Measure Experiment Design: Brainshelf Resurface

Scenario

With the Resurface feature shipped behind a feature flag, Priya M. and Chloe B. designed the A/B experiment to validate the Resurface hypothesis before a full rollout. The experiment uses an intent-to-treat design: eligible users are randomly assigned to treatment (sees opt-in prompt, receives digest if opted in) or control (no prompt, no digest), and the primary metric . 7-day return rate . is measured for both groups regardless of opt-in status.

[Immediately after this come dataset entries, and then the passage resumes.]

//! First-seen detection log

use std::collections::HashSet;

use chrono::{DateTime, Local};

use super::Detection;

/// A label and when it was first detected
#[derive(Debug, Clone, PartialEq)]
pub struct FirstSeen {
    pub label: String,
    pub seen_at: DateTime<Local>,
}

impl FirstSeen {
    pub fn time_text(&self) -> String {
        format!("First seen: {}", self.seen_at.format("%H:%M:%S"))
    }
}

/// Labels in the order they were first detected. Grows for the whole session.
#[derive(Debug, Default)]
pub struct UniqueDetectionLog {
    entries: Vec<FirstSeen>,
    seen: HashSet<String>,
}

impl UniqueDetectionLog {
    pub fn new() -> Self {
        Self::default()
    }

    /// Record a label; returns false if it was already known
    pub fn record(&mut self, label: &str, at: DateTime<Local>) -> bool {
        if self.seen.contains(label) {
            return false;
        }
        self.seen.insert(label.to_string());
        self.entries.push(FirstSeen {
            label: label.to_string(),
            seen_at: at,
        });
        true
    }

    /// Record every label in a result; returns true if any was new
    pub fn record_all(&mut self, detections: &[Detection], at: DateTime<Local>) -> bool {
        let mut changed = false;
        for detection in detections {
            if self.record(&detection.label, at) {
                tracing::info!(label = %detection.label, "New object detected");
                changed = true;
            }
        }
        changed
    }

    pub fn entries(&self) -> &[FirstSeen] {
        &self.entries
    }

    pub fn contains(&self, label: &str) -> bool {
        self.seen.contains(label)
    }

    pub fn len(&self) -> usize {
        self.entries.len()
    }

    pub fn is_empty(&self) -> bool {
        self.entries.is_empty()
    }
}

#[cfg(test)]
mod tests {
    use super::*;
    use crate::detect::BoundingBox;
    use chrono::TimeZone;

    fn detection(label: &str) -> Detection {
        Detection {
            label: label.to_string(),
            confidence: 0.9,
            bbox: BoundingBox::new(0.0, 0.0, 1.0, 1.0),
        }
    }

    #[test]
    fn test_labels_kept_once_in_first_seen_order() {
        let mut log = UniqueDetectionLog::new();
        let t0 = Local.with_ymd_and_hms(2024, 5, 1, 9, 30, 0).unwrap();
        let t1 = Local.with_ymd_and_hms(2024, 5, 1, 9, 30, 5).unwrap();

        let batches = [
            vec![detection("person"), detection("cup"), detection("person")],
            vec![],
            vec![detection("cup"), detection("laptop")],
            vec![detection("person"), detection("dog"), detection("laptop")],
        ];

        assert!(log.record_all(&batches[0], t0));
        assert!(!log.record_all(&batches[1], t1));
        assert!(log.record_all(&batches[2], t1));
        assert!(log.record_all(&batches[3], t1));

        let labels: Vec<&str> = log.entries().iter().map(|e| e.label.as_str()).collect();
        assert_eq!(labels, vec!["person", "cup", "laptop", "dog"]);
        assert_eq!(log.entries()[0].seen_at, t0);
        assert_eq!(log.entries()[0].time_text(), "First seen: 09:30:00");
    }

    #[test]
    fn test_repeat_label_keeps_original_time() {
        let mut log = UniqueDetectionLog::new();
        let t0 = Local.with_ymd_and_hms(2024, 5, 1, 9, 0, 0).unwrap();
        let t1 = Local.with_ymd_and_hms(2024, 5, 1, 10, 0, 0).unwrap();

        assert!(log.record("cat", t0));
        assert!(!log.record("cat", t1));
        assert_eq!(log.len(), 1);
        assert_eq!(log.entries()[0].seen_at, t0);
        assert!(log.contains("cat"));
    }
}
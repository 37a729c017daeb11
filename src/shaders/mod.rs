//! Shader sources
//!
//! Shaders are embedded at build time. The beauty shader can be replaced by
//! a file on disk for tuning without rebuilding.

use std::path::{Path, PathBuf};

/// Presents the canvas texture to the window
pub const PASSTHROUGH_SHADER: &str = include_str!("passthrough.wgsl");

/// Embedded beauty filter shader (fallback if no override is configured)
pub const BEAUTY_SHADER: &str = include_str!("beauty.wgsl");

/// Get the path to the shaders directory in the source tree
pub fn shaders_dir() -> PathBuf {
    PathBuf::from(env!("CARGO_MANIFEST_DIR")).join("src").join("shaders")
}

/// Load the beauty shader source.
///
/// Reads `override_path` when given, falling back to the embedded shader if
/// the file cannot be read.
pub fn load_beauty_shader(override_path: Option<&Path>) -> String {
    let Some(path) = override_path else {
        return BEAUTY_SHADER.to_string();
    };

    match std::fs::read_to_string(path) {
        Ok(source) => {
            tracing::info!("Loaded beauty shader from {}", path.display());
            source
        }
        Err(e) => {
            tracing::warn!(
                "Failed to read beauty shader {}: {}. Using embedded shader.",
                path.display(),
                e
            );
            BEAUTY_SHADER.to_string()
        }
    }
}

#[cfg(test)]
mod tests {
    use super::*;

    #[test]
    fn test_embedded_shaders_declare_entry_points() {
        for source in [PASSTHROUGH_SHADER, BEAUTY_SHADER] {
            assert!(source.contains("fn vs_main"));
            assert!(source.contains("fn fs_main"));
        }
        assert!(BEAUTY_SHADER.contains("texture_size"));
    }

    #[test]
    fn test_missing_override_falls_back_to_embedded() {
        let source = load_beauty_shader(Some(Path::new("/nonexistent/beauty.wgsl")));
        assert_eq!(source, BEAUTY_SHADER);
        assert!(shaders_dir().join("beauty.wgsl").exists());
    }
}
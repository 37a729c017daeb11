//! Subscriber setup
//!
//! One registry carries up to four layers: the level filter, the debug
//! console mirror, a terminal formatter (compact or JSON) and a daily log
//! file.

use std::path::PathBuf;

use tracing_appender::non_blocking::WorkerGuard;
use tracing_subscriber::{filter::EnvFilter, fmt, prelude::*, Layer};

use super::console::{DebugConsole, DebugConsoleLayer};

pub use tracing_appender::non_blocking::WorkerGuard as LogGuard;

const FILTER_ENV: &str = "SMART_CAMERA_LOG";
const FORMAT_ENV: &str = "SMART_CAMERA_LOG_FORMAT";
const LOG_FILE_PREFIX: &str = "smart-camera.log";

#[derive(Debug, Clone)]
pub struct LogConfig {
    /// Write to stderr
    pub console_enabled: bool,
    pub file_enabled: bool,
    /// Directory for rotated log files. Defaults to [`default_log_dir`].
    pub log_dir: Option<PathBuf>,
    pub json_format: bool,
    /// Filter used when neither `SMART_CAMERA_LOG` nor `RUST_LOG` is set
    pub default_level: String,
}

impl Default for LogConfig {
    fn default() -> Self {
        Self {
            console_enabled: true,
            file_enabled: false,
            log_dir: None,
            json_format: false,
            default_level: "info".to_string(),
        }
    }
}

/// `<data_local_dir>/SmartCamera/logs`, or `./logs` without a data dir
pub fn default_log_dir() -> PathBuf {
    dirs::data_local_dir()
        .map(|dir| dir.join("SmartCamera").join("logs"))
        .unwrap_or_else(|| PathBuf::from("logs"))
}

/// Directive string to filter with: the first of `overrides` that is set
/// and non-empty, else `default`.
fn filter_directives(overrides: &[Option<String>], default: &str) -> String {
    overrides
        .iter()
        .flatten()
        .map(|value| value.trim())
        .find(|value| !value.is_empty())
        .unwrap_or(default)
        .to_string()
}

fn wants_json(format_env: Option<&str>, configured: bool) -> bool {
    match format_env {
        Some(value) => value.trim().eq_ignore_ascii_case("json"),
        None => configured,
    }
}

/// Install the global subscriber. Keep the returned guard alive until exit
/// so the file writer flushes. Events from this crate are mirrored into
/// `console` when one is given.
pub fn init_logging(
    config: &LogConfig,
    console: Option<DebugConsole>,
) -> Result<Option<LogGuard>, Box<dyn std::error::Error + Send + Sync>> {
    let directives = filter_directives(
        &[std::env::var(FILTER_ENV).ok(), std::env::var("RUST_LOG").ok()],
        &config.default_level,
    );
    let filter = EnvFilter::try_new(&directives).unwrap_or_else(|e| {
        eprintln!("Ignoring log filter {:?}: {}", directives, e);
        EnvFilter::new(&config.default_level)
    });
    let json = wants_json(std::env::var(FORMAT_ENV).ok().as_deref(), config.json_format);

    let terminal = config.console_enabled.then(|| {
        if json {
            fmt::layer()
                .json()
                .with_thread_ids(true)
                .with_file(true)
                .with_line_number(true)
                .boxed()
        } else {
            fmt::layer().compact().with_target(true).boxed()
        }
    });

    let mut guard: Option<WorkerGuard> = None;
    let mut log_dir = None;
    let file = if config.file_enabled {
        let dir = config.log_dir.clone().unwrap_or_else(default_log_dir);
        std::fs::create_dir_all(&dir)?;
        let (writer, file_guard) =
            tracing_appender::non_blocking(tracing_appender::rolling::daily(&dir, LOG_FILE_PREFIX));
        guard = Some(file_guard);
        log_dir = Some(dir);
        Some(
            fmt::layer()
                .with_writer(writer)
                .with_ansi(false)
                .with_file(true)
                .with_line_number(true),
        )
    } else {
        None
    };

    tracing_subscriber::registry()
        .with(filter)
        .with(console.map(DebugConsoleLayer::new))
        .with(terminal)
        .with(file)
        .try_init()?;

    tracing::info!(
        target: "smart_camera",
        version = env!("CARGO_PKG_VERSION"),
        filter = %directives,
        json,
        "Logging initialized"
    );
    if let Some(dir) = log_dir {
        tracing::info!(target: "smart_camera", "Writing logs to {}", dir.display());
    }

    Ok(guard)
}
use std::time::{Duration, Instant};

/// `REC mm:ss`
pub fn format_elapsed(elapsed: Duration) -> String {
    let secs = elapsed.as_secs();
    format!("REC {:02}:{:02}", secs / 60, secs % 60)
}

/// Visible recording timer, advanced once per elapsed second
#[derive(Debug, Default)]
pub struct RecordingTimer {
    started: Option<Instant>,
    shown_secs: u64,
}

impl RecordingTimer {
    pub fn start(&mut self, now: Instant) {
        self.started = Some(now);
        self.shown_secs = 0;
    }

    pub fn stop(&mut self) {
        self.started = None;
        self.shown_secs = 0;
    }

    pub fn is_running(&self) -> bool {
        self.started.is_some()
    }

    /// Advance to `now`. Returns true if the displayed text changed.
    pub fn tick(&mut self, now: Instant) -> bool {
        let Some(started) = self.started else {
            return false;
        };
        let secs = now.saturating_duration_since(started).as_secs();
        if secs != self.shown_secs {
            self.shown_secs = secs;
            true
        } else {
            false
        }
    }

    pub fn text(&self) -> Option<String> {
        self.started
            .map(|_| format_elapsed(Duration::from_secs(self.shown_secs)))
    }
}

#[cfg(test)]
mod tests {
    use super::*;

    #[test]
    fn test_format_elapsed() {
        assert_eq!(format_elapsed(Duration::from_millis(999)), "REC 00:00");
        assert_eq!(format_elapsed(Duration::from_secs(75)), "REC 01:15");
        assert_eq!(format_elapsed(Duration::from_secs(3600)), "REC 60:00");
    }

    #[test]
    fn test_text_changes_once_per_second() {
        let t0 = Instant::now();
        let mut timer = RecordingTimer::default();
        assert_eq!(timer.text(), None);

        timer.start(t0);
        assert_eq!(timer.text().as_deref(), Some("REC 00:00"));
        assert!(!timer.tick(t0 + Duration::from_millis(400)));
        assert!(!timer.tick(t0 + Duration::from_millis(900)));
        assert!(timer.tick(t0 + Duration::from_millis(1100)));
        assert!(!timer.tick(t0 + Duration::from_millis(1900)));
        assert_eq!(timer.text().as_deref(), Some("REC 00:01"));

        timer.stop();
        assert_eq!(timer.text(), None);
        assert!(!timer.tick(t0 + Duration::from_secs(5)));
    }
}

This design avoids selection bias from comparing only opted-in users against all control users.

Source Notes:

Ron Kohavi, Diane Tang, and Ya Xu, “Trustworthy Online Controlled Experiments: A Practical Guide to A/B Testing” (Cambridge University Press, 2020) . the definitive reference for online experiment design; the intent-to-treat methodology, sample size calculation, and guardrail metric framework used in this document are drawn directly from Kohavi et al.’s guidance on avoiding common experimentation pitfalls.
Evan Miller, “Sample Size Calculator” (evanmiller.org/ab-testing/sample-size.html) . the tool used to compute the minimum sample size per variant; the calculator uses the Wald method for two-proportion z-tests and was configured with the baseline, MDE, alpha, and power values specified in this document.
Amplitude, “Experiment Documentation” (amplitude.com/docs/experiment) . the experimentation platform used for variant assignment, event tracking, and results analysis; Amplitude’s feature flag SDK handles randomization and consistent variant assignment.

Prompt

measure-experiment-design

resurface a/b test. feature is shipped behind a flag. need the full
experiment design for chloe to set up in amplitude.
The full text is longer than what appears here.